Montante representaria um aumento de cerca de 40% na arrecadação do IRPF
Uma proposta do Ipea (Instituto de Pesquisa Econômica Aplicada) sugere a implementação de um imposto global mínimo de 14% sobre a renda dos brasileiros mais ricos — aqueles que ganham acima de R$ 50 mil por mês.
A medida tem potencial para adicionar até R$ 145,6 bilhões por ano aos cofres públicos, o que representaria um aumento de cerca de 40% na arrecadação do Imposto de Renda Pessoa Física (IRPF).
Defendida em Carta de Conjuntura recém-publicada pelo Ipea, a proposta atingiria os 2% de contribuintes com maior renda no país. O objetivo é corrigir a regressividade do sistema tributário atual, onde os mais ricos pagam, proporcionalmente, menos impostos do que aqueles com rendimentos médios.
A alíquota de 14% proposta refere-se à chamada Tributação Efetiva Global da Renda (TEGR), que considera tanto o IRPF quanto as contribuições previdenciárias.
Segundo o autor do estudo, o técnico de planejamento e pesquisa Pedro Humberto Carvalho, esse percentual é o máximo atualmente pago por grupos com renda mensal em torno de R$ 16 mil. No entanto, para os super-ricos, a carga tributária começa a cair, devido a isenções como as de dividendos, reembolsos e prêmios.
Ipea: arrecadação do IRPF chegaria a 4,3% do PIB
Com a medida, a arrecadação do IRPF passaria de 3,1% para 4,3% do PIB (Produto Interno Bruto), aproximando-se de países como Polônia, Uruguai e Eslováquia, ainda que abaixo da média de 8,5% observada em economias avançadas da OCDE (Organização para a Cooperação e Desenvolvimento Econômico).
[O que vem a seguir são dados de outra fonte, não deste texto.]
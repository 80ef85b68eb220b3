//! Tab-delimited export of classified comment records.

use std::path::Path;

use chrono::SecondsFormat;
use ytpulse_core::CommentRecord;

/// Header row: leading row-index column (unnamed, as spreadsheet imports
/// expect), then the record fields in order.
const HEADER: [&str; 7] = [
    "",
    "Timestamp",
    "Username",
    "VideoID",
    "Comment",
    "Date",
    "Sentiment",
];

/// Write all records to `path` as a tab-separated UTF-8 file with a header
/// row and a leading row-index column. Any existing file is overwritten.
///
/// Timestamps serialize as RFC 3339 with a `Z` suffix. The delimiter inside
/// comment text is handled by the writer's quoting.
///
/// # Errors
///
/// Returns an error if the file cannot be created or a row cannot be written.
pub(crate) fn write_export(path: &Path, records: &[CommentRecord]) -> anyhow::Result<()> {
    let mut writer = csv::WriterBuilder::new().delimiter(b'\t').from_path(path)?;
    writer.write_record(HEADER)?;

    for (index, record) in records.iter().enumerate() {
        let index_field = index.to_string();
        let published = record
            .published_at
            .to_rfc3339_opts(SecondsFormat::Secs, true);
        let updated = record.updated_at.to_rfc3339_opts(SecondsFormat::Secs, true);
        let sentiment = record
            .sentiment
            .map_or_else(String::new, |category| category.to_string());

        writer.write_record([
            index_field.as_str(),
            published.as_str(),
            record.author.as_str(),
            record.video_id.as_str(),
            record.text.as_str(),
            updated.as_str(),
            sentiment.as_str(),
        ])?;
    }

    writer.flush()?;
    Ok(())
}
A proposta do Ipea é mais abrangente que o Projeto de Lei nº 1.087/2025, atualmente em discussão no Congresso. Além de prever uma alíquota mínima de 14% sobre a renda total dos mais ricos, o estudo sugere a tributação na fonte de 15% de todos os dividendos, o que corrigiria desigualdades entre contribuintes com a mesma renda, mas de origens diferentes — trabalho versus capital.
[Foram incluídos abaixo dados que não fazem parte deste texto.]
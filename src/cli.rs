//! Command line interface.

use std::path::PathBuf;

use clap::{Parser, Subcommand};

/// Automated onboarding runner for the tenant screening service.
#[derive(Debug, Parser)]
#[command(name = "app-factory", version, about)]
pub struct Cli {
    #[command(subcommand)]
    pub command: Command,

    /// Path to a TOML configuration file.
    #[arg(long, global = true)]
    pub config: Option<PathBuf>,

    /// Log at debug level.
    #[arg(long, short, global = true, default_value_t = false)]
    pub verbose: bool,
}

#[derive(Debug, Subcommand)]
pub enum Command {
    /// Run one application end to end from a magic link.
    Run {
        /// Invitation link, e.g. https://screen.<env>/a/<token>
        magic_link: String,

        /// Number of co-applicants to invite.
        #[arg(long)]
        co_applicants: Option<u32>,

        /// Number of guarantors to invite.
        #[arg(long)]
        guarantors: Option<u32>,

        /// Talk to this service address instead of the one the link names.
        #[arg(long)]
        base_url: Option<String>,
    },

    /// Serve the HTTP control surface.
    Serve {
        #[arg(long, default_value = "127.0.0.1")]
        host: String,

        #[arg(long, default_value_t = 3500)]
        port: u16,
    },

    /// Print the effective configuration as TOML.
    Config,
}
Outro diferencial é que a base de cálculo incluiria todas as fontes de rendimento, sem brechas significativas, o que evitaria a migração para ativos isentos. “O imposto mínimo só seria aplicado para aqueles contribuintes com renda superior a R$ 50 mil mensais e que tivessem tributação efetiva inferior a 14%”, explica Carvalho.
O estudo também sugere ajustes à proposta do governo para evitar distorções, como o incentivo à criação de múltiplas empresas para escapar da tributação de dividendos. O Ipea propõe que o limite de isenção de R$ 50 mil mensais seja aplicado de forma agregada entre todas as empresas do contribuinte.
Riscos e estratégias de mitigação
Entre os riscos apontados está a possível evasão fiscal por mudança de domicílio. Para mitigar o problema, o estudo recomenda que a Receita Federal tenha acesso a acordos internacionais de troca de informações e a adoção de um “imposto de saída”, como fazem 14 países da OCDE. Outra alternativa seria manter obrigações tributárias por até cinco anos após a mudança de domicílio para países com regimes favoráveis a milionários.
O estudo também analisa o risco de sobrecarga tributária sobre o lucro empresarial, mas ressalta que, apesar das altas alíquotas nominais, a carga efetiva no Brasil é comparável à média internacional.
Outro ponto crítico são os investimentos isentos, como fundos imobiliários e fundos de cadeias agroindustriais, que hoje escapam da tributação. O Ipea propõe mudanças em regras para fundos de pensão, como o aumento do prazo mínimo para alíquota regressiva de 10% e limitação das deduções a contribuintes com renda de até R$ 600 mil por ano.
A proposta ainda sugere limitar deduções médicas, que beneficiam desproporcionalmente os mais ricos. Em 2024, elas representaram um gasto tributário de R$ 26,7 bilhões. O estudo propõe a criação de um crédito tributário fixo para todos os contribuintes, com deduções restritas, mas abrangendo também medicamentos — especialmente úteis para usuários do SUS.
Por fim, o estudo aborda a disparidade na tributação de aluguéis, apontando que holdings imobiliárias pagam menos imposto que pessoas físicas. Como solução, propõe-se unificar a tributação em 15%, permitindo deduções cruzadas entre aluguéis pagos e recebidos, além dos juros de hipotecas.